[Extracted entries — start]
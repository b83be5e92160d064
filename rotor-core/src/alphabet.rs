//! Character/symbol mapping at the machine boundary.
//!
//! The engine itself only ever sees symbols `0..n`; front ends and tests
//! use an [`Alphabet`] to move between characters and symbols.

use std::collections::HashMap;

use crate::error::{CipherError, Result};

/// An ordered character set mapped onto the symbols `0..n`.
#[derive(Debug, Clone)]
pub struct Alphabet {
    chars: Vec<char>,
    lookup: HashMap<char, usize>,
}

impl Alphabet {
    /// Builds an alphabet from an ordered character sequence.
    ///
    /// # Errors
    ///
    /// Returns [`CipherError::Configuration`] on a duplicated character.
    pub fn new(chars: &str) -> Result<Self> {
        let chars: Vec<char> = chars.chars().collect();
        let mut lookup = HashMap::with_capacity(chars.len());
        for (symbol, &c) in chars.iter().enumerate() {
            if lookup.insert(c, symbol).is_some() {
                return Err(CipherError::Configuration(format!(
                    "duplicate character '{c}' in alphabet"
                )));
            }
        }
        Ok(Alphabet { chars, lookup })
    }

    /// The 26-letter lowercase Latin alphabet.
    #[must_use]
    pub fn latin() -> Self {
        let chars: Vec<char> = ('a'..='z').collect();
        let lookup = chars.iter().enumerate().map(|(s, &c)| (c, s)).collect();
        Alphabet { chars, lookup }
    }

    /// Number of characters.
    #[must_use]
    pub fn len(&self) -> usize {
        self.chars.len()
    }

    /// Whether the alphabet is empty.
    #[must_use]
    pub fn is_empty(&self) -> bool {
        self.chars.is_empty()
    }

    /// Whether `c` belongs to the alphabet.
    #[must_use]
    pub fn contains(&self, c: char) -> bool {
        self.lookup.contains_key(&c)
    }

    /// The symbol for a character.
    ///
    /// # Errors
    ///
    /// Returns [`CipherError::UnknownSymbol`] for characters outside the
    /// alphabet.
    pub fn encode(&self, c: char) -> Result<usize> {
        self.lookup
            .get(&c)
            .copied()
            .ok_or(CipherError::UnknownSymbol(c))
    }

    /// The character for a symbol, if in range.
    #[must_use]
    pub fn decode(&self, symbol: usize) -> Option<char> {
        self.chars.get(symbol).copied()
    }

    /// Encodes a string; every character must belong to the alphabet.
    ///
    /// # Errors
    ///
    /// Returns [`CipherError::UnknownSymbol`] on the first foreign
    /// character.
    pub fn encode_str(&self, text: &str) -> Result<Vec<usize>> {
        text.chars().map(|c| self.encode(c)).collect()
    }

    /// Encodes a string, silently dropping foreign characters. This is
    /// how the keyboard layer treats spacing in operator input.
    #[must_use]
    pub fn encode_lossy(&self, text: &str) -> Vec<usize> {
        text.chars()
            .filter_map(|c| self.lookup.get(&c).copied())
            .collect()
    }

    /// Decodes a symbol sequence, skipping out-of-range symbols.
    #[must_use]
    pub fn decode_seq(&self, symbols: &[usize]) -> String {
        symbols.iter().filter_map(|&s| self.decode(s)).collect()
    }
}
[Extracted entries — finish]
What you are asked to do | Gather up, from the records above, each line where the word "ordered" appears.

Response |
/// An ordered character set mapped onto the symbols `0..n`.
    /// Builds an alphabet from an ordered character sequence.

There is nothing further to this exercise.